Ci sembra utile a tal punto riflettere su quanto in merito ha scritto recentemente il dottor Massimo Biondi del Dipartimento di Scienze Psichiatriche e Medicina Psicologica presso la Università ‘La Sapienza’ di Roma:

“E’ documentato che sintomi acuti di stress emozionale attraverso la mediazione limbico- ipotalamica influenzano molti neuropeptidi e ormoni, il sistema orto e parasimpatico, il sistema immunitario (attraverso fenomeni di neuroimmunomodulazione). La morte di una persona cara può essere seguita da immunodepressione protratta per molte settimane. Stati estremi di angoscia o conflitto producono condizioni d’instabilità elettrica cardiaca, con aumento del rischio di fibrillazione ventricolare o aritmia fatali. Eventi che colpiscono la vita affettiva (incidenti, traumi, morte o separazione di persone care, improvvisi dissesti finanziari, ecc.) inducono modificazioni fisiologiche (reazione acuta di stress) che possono dare sintomi fisici a carico di vari apparati o influenzare il decorso o la risposta alle terapie in varie malattie, come nell’ipertensione arteriosa, nel diabete, nella malattia coronarica, nel morbo di Crohn e nella colite ulcerosa. Nella pratica clinica del medico generale e in alcuni ambiti specialistici vari pazienti presentano sintomi o disturbi che vengono definiti genericamente ‘psicosomatici’ di questo tipo. Essi possono interessare vari organi e apparati, più comunemente quello gastroenterico, cardiocircolatorio, muscolare, osteoarticolare, cutaneo, respiratorio. Alcuni quadri sono veri e propri disturbi somatici su base emozionale (malattie ex emotione), come alcune forme di ipertensione arteriosa, tachicardie, cefalee, alcuni disturbi cutanei, talune gastriti e coliti.

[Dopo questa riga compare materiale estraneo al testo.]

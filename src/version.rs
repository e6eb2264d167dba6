use chrono::{DateTime, Local};

pub fn get_version_info() -> String {
    let version = env!("CARGO_PKG_VERSION");
    let build_time = env!("BUILD_TIME");
    let git_commit = env!("GIT_COMMIT_HASH");

    let build_timestamp: i64 = build_time.parse().unwrap_or(0);
    let build_datetime: DateTime<Local> = DateTime::from_timestamp(build_timestamp, 0)
        .map(|utc| utc.with_timezone(&Local))
        .unwrap_or_else(Local::now);
    let build_time_str = build_datetime.format("%Y-%m-%d %H:%M:%S %Z").to_string();

    format!(
        "notisync {}\nBuild Time: {}\nGit Commit: {}",
        version, build_time_str, git_commit
    )
}

/// Client identification string carried in the registration payload and the
/// REST User-Agent header.
pub fn get_useragent() -> String {
    format!("notisync/{}", env!("CARGO_PKG_VERSION"))
}

#[cfg(test)]
mod tests {
    use super::*;

    #[test]
    fn test_version_info_carries_package_version() {
        let info = get_version_info();
        assert!(info.contains(env!("CARGO_PKG_VERSION")));
        assert!(info.contains("Git Commit:"));
    }

    #[test]
    fn test_useragent_format() {
        assert_eq!(
            get_useragent(),
            format!("notisync/{}", env!("CARGO_PKG_VERSION"))
        );
    }
}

Il medico riscontra un’influenza importante di fattori emozionali come preparanti o scatenanti. Più complesso è il problema dell’azione di situazioni di conflitto psichico e stress di lunga durata che possono alterare la funzionalità di organi e sistemi e aumentare la suscettibilità a varie malattie psicosomatiche. Studi sperimentali hanno documentato questo, ad esempio per l’ulcera peptica, l’ipertensione essenziale e le neoplasie” (Da: La medicina psicosomatica: panoramica e quadri clinici).

 

Altrettanto interessante è quanto scrivono Giorgio Crucitti e Stefano Boschi nel loro studio intitolato: ‘Emozioni, traumi e malattie’ (dal sito web CFR, p. 4) circa il meccanismo di collegamento mente-corpo ed il valore di ‘messaggio’, indirizzato al conscio, del sintomo e della malattia:

“Gli studiosi Lazarus e Folkman definiscono lo stress come la condizione derivante dall’interazione di variabili ambientali e individuali, che vengono mediate da variabili di tipo cognitivo. Quindi gli eventi sono stressanti nella misura in cui sono percepiti come tali, per cui uno stimolo produrrà o meno una reazione di stress a seconda di come viene interpretato e valutato.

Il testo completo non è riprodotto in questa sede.